_EXERCISE GOAL_
Where the string "kind" occurs in a line of the data below, that line should be copied.

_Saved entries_
=====
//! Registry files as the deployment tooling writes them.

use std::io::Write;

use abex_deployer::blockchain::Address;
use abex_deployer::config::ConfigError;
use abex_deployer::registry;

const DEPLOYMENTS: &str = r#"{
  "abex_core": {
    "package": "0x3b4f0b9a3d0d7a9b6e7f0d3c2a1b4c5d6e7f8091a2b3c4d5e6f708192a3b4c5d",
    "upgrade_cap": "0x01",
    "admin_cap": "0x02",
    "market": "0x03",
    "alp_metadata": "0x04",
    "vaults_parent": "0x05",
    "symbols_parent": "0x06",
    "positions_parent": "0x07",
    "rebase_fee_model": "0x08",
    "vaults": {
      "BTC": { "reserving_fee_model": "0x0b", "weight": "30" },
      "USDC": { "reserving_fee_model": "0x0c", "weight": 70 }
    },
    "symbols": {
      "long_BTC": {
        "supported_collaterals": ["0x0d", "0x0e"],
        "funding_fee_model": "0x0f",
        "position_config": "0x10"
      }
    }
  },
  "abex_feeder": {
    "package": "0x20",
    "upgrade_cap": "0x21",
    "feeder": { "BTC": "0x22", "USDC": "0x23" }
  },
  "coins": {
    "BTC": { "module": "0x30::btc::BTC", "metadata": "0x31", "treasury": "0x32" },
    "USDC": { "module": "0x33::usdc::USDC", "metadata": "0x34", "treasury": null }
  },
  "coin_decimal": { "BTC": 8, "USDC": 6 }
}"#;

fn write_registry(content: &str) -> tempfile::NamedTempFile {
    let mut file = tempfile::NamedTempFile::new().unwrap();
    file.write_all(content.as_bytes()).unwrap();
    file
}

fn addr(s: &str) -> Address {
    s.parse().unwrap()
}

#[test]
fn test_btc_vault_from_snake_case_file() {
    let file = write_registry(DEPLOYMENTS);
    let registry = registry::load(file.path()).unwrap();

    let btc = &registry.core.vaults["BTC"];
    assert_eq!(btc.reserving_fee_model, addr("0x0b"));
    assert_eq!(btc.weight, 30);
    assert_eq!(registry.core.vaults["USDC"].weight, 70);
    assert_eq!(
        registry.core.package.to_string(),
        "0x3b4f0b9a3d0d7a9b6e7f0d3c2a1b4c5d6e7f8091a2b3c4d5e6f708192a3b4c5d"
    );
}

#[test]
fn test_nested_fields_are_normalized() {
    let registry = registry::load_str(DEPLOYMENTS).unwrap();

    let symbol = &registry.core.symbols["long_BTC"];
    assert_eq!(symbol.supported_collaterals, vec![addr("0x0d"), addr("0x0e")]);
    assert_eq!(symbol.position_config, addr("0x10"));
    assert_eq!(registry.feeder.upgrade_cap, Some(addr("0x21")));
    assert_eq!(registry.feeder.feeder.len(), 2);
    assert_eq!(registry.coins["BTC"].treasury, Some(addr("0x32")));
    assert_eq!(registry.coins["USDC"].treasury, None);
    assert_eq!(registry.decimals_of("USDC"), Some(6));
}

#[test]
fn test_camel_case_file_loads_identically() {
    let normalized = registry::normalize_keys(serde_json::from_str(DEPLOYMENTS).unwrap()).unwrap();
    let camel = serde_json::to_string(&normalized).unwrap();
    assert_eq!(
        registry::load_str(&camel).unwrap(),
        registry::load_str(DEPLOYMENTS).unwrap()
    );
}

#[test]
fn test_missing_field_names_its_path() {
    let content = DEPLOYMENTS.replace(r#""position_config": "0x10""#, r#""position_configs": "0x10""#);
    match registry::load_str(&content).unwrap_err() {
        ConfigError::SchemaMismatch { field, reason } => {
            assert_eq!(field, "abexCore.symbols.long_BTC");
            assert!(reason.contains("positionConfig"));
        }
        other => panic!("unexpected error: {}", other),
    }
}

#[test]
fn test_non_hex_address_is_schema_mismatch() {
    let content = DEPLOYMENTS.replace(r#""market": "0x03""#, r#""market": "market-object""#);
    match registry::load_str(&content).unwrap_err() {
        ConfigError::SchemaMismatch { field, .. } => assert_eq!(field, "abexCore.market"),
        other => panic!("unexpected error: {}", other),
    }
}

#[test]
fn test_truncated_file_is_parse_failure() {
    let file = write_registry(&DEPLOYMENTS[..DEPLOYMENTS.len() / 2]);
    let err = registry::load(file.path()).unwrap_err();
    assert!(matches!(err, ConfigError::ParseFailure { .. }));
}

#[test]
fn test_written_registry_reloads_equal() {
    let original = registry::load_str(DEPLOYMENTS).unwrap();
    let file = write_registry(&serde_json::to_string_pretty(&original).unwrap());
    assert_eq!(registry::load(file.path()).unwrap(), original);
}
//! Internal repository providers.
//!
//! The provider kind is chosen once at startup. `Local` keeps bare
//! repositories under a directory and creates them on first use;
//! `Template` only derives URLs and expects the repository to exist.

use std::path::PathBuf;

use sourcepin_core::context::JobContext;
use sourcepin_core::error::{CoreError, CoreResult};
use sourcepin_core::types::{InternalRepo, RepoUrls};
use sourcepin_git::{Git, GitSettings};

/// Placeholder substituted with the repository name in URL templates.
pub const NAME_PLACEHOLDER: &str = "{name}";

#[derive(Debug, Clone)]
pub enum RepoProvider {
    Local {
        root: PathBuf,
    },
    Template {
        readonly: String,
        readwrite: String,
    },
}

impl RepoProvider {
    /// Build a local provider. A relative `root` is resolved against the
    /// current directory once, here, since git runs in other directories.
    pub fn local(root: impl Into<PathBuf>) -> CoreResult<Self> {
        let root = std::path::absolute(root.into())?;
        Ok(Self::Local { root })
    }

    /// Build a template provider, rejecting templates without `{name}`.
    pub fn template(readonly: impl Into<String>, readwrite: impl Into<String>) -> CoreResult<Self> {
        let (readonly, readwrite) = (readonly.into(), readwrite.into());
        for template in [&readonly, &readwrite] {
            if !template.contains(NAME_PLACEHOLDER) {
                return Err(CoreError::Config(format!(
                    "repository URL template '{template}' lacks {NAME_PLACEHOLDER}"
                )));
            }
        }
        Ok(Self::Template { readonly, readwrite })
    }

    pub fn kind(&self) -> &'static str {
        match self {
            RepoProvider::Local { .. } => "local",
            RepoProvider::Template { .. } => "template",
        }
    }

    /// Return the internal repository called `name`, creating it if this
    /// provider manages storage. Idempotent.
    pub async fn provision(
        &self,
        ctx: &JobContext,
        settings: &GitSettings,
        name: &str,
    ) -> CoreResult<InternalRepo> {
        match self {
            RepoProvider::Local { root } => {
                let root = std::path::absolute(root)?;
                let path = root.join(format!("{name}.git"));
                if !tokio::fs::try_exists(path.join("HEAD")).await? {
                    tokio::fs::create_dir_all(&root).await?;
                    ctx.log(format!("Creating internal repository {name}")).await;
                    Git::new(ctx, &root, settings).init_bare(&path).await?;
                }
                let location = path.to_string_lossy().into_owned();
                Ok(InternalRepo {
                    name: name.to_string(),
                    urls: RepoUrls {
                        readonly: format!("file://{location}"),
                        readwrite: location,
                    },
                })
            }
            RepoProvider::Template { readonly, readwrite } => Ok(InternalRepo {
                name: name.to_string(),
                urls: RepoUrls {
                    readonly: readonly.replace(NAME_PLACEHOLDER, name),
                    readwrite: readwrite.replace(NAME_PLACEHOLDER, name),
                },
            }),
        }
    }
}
=====
_ANSWER TO THIS TASK_
//! The provider kind is chosen once at startup. `Local` keeps bare
    pub fn kind(&self) -> &'static str {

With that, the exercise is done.